I woke up with a headache this morning. I don't know if it's the beer I had last night, or dehydration, or perhaps the onset of my period(?), but it feels like the same familiar icky headache I get just before my period starts, that throbs based on the position/movement of my head, and makes me feel downright queasy - which sucks, because the whole reason I stopped taking birth control it seemed to make these stupid headaches go away. I guess I'll just have to see if my period starts in the next few days to see if that's the cause. If so, I might as well start taking birth control again. Maybe then my skin will clear up, again. Stupid hormones :-|

Fortunately, this headache feels better when I am upright, and today's headache is only moderately bad, so I'm mostly ok except for occasional waves of nausea/head throbbing. (fun right?)

Headache and nausea aside ... Sometime last week I found this article posted on the main boards for National CrossFit: http://www.scribd.com/doc/6371554/Foot-Drills. 6 easy, fast drills to do mostly barefoot to strengthen the muscles in your feet, calves, and knees. I've started doing them every morning before I put my shoes on.

Our condo is configured in such a way that I can do "laps" from the bedroom through the kitchen to the living room and back to the bedroom. Our place is pretty small, so a full lap might be anywhere from 50 to 75 feet - not super far. Our pullup bar is in the doorway between the bedroom and the kitchen, so yesterday I decided to add the step of doing a pullup after every lap.

I should state here that currently, a pull-up, for me, means starting from standing with a very slightly bent arm, and going up as high as I can make it. So even though i usually make it pretty far up, it's not quite a full deadhang, because I don't start from full "dead" hang. For some reason, that first like 1-2 inches totally eludes me. Though I think I might be close to getting it, too.

Usually, when I work on pullups, I can get maybe 1 all the way up: clavicles to hand level, and any subsequent attempts might get as high as nose to bar. I won't get another good full ROM one for at least 15-20 minutes. A couple weeks ago I might get 1 really good one once a week. and only if I hadn't been working on pull exercises.

Today, i got ALL SIX pullups at the end of each lap face-to-door frame/hands-to-clavicles!!! All six! And there couldn't have been more than 1 or maybe 2 minutes in between. Woo-hoo! And I had even been working on my pullups the night before. Now if I can only get that first 2 inches, I'll actually have an honest to goodness deadhang pull up! Somehow, a kipping pullup still eludes me, too. ... Soon, though, I think I may have BOTH!

So, off we went to class. The last day of a strength focused week. Max was late, so Daniel led folks through the warmup, and sent everyone off to run a mile - since that's what Max had us doing every day this week. I've only been doing half a mile all week - either due to poor running shoes or a desire to conserve my strength for the strength workouts, but I had thought that I was going to try the whole mile today. Ha! It took about 25m for me to decide that a mile was not going to happen today. Every step made my head throb. As it was, it took me 3 minutes just to run 400m, and I decided that was plenty.
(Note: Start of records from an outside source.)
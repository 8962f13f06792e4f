//! GPU buffer creation and readback.

use wgpu::{Buffer, BufferUsages, Device, Queue};

/// Upload data to a new GPU buffer.
pub fn create_buffer_init<T: bytemuck::Pod>(
    device: &Device,
    label: &str,
    data: &[T],
    usage: BufferUsages,
) -> Buffer {
    use wgpu::util::DeviceExt;

    device.create_buffer_init(&wgpu::util::BufferInitDescriptor {
        label: Some(label),
        contents: bytemuck::cast_slice(data),
        usage,
    })
}

/// Create an uninitialized buffer. Sizes are rounded up to 4 bytes and
/// never zero, so empty scenes still get bindable buffers.
pub fn create_buffer(device: &Device, label: &str, size: u64, usage: BufferUsages) -> Buffer {
    device.create_buffer(&wgpu::BufferDescriptor {
        label: Some(label),
        size: size.max(4).next_multiple_of(4),
        usage,
        mapped_at_creation: false,
    })
}

/// Storage buffer sized for `count` elements of `T`.
pub fn create_storage<T>(device: &Device, label: &str, count: u64, extra: BufferUsages) -> Buffer {
    create_buffer(
        device,
        label,
        count * std::mem::size_of::<T>() as u64,
        BufferUsages::STORAGE | extra,
    )
}

/// Map a `MAP_READ` buffer whose copy has already been submitted and read
/// `count` elements from its start.
pub async fn map_read<T: bytemuck::Pod>(
    device: &Device,
    buffer: &Buffer,
    count: usize,
) -> Result<Vec<T>, String> {
    let bytes = (count * std::mem::size_of::<T>()) as u64;
    let slice = buffer.slice(..bytes.max(4));

    let (tx, rx) = futures::channel::oneshot::channel();
    slice.map_async(wgpu::MapMode::Read, move |result| {
        tx.send(result).ok();
    });
    device.poll(wgpu::Maintain::Wait);

    rx.await
        .map_err(|_| "Channel closed".to_string())?
        .map_err(|e| format!("Buffer mapping failed: {:?}", e))?;

    let data = slice.get_mapped_range();
    let result: Vec<T> = bytemuck::cast_slice(&data[..bytes as usize]).to_vec();
    drop(data);
    buffer.unmap();

    Ok(result)
}

/// Copy `count` elements out of any `COPY_SRC` buffer.
pub async fn read_buffer<T: bytemuck::Pod>(
    device: &Device,
    queue: &Queue,
    buffer: &Buffer,
    count: usize,
) -> Result<Vec<T>, String> {
    let bytes = (count * std::mem::size_of::<T>()) as u64;
    let staging = create_buffer(
        device,
        "Staging Buffer",
        bytes,
        BufferUsages::MAP_READ | BufferUsages::COPY_DST,
    );

    let mut encoder = device.create_command_encoder(&wgpu::CommandEncoderDescriptor {
        label: Some("Readback Encoder"),
    });
    if bytes > 0 {
        encoder.copy_buffer_to_buffer(buffer, 0, &staging, 0, bytes);
    }
    queue.submit(Some(encoder.finish()));

    map_read(device, &staging, count).await
}

/// Blocking wrapper for [`read_buffer`].
pub fn read_buffer_blocking<T: bytemuck::Pod>(
    device: &Device,
    queue: &Queue,
    buffer: &Buffer,
    count: usize,
) -> Result<Vec<T>, String> {
    pollster::block_on(read_buffer(device, queue, buffer, count))
}

/// Blocking wrapper for [`map_read`].
pub fn map_read_blocking<T: bytemuck::Pod>(
    device: &Device,
    buffer: &Buffer,
    count: usize,
) -> Result<Vec<T>, String> {
    pollster::block_on(map_read(device, buffer, count))
}

/// Workgroup counts for a 1D launch of `items` invocations.
///
/// Dispatch dimensions are capped at 65535, so large launches spill into
/// `y`; shaders rebuild the flat index from `num_workgroups`.
pub fn dispatch_size(items: u32, workgroup_size: u32) -> (u32, u32) {
    const MAX_DIM: u32 = 65_535;
    let groups = items.div_ceil(workgroup_size).max(1);
    if groups <= MAX_DIM {
        (groups, 1)
    } else {
        (MAX_DIM, groups.div_ceil(MAX_DIM))
    }
}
The rest of the warm up max had us do was KB swings - both russian and american, two handed and 1 handed. I worked with the 8kg KB to try to keep things light and focused on form.

The WOD:
Kettlebell Hang Clean and Push-Press 7-7-7-7-7-7 each arm

Results: (in kg)
8-12(R-PR)-12-12-12
Clean - 16

Comments:
Max kept changing his mind about whether we should do 5 or 7 sets of 7. I kept getting struck with headrush-y waves of queasiness, so I did 5.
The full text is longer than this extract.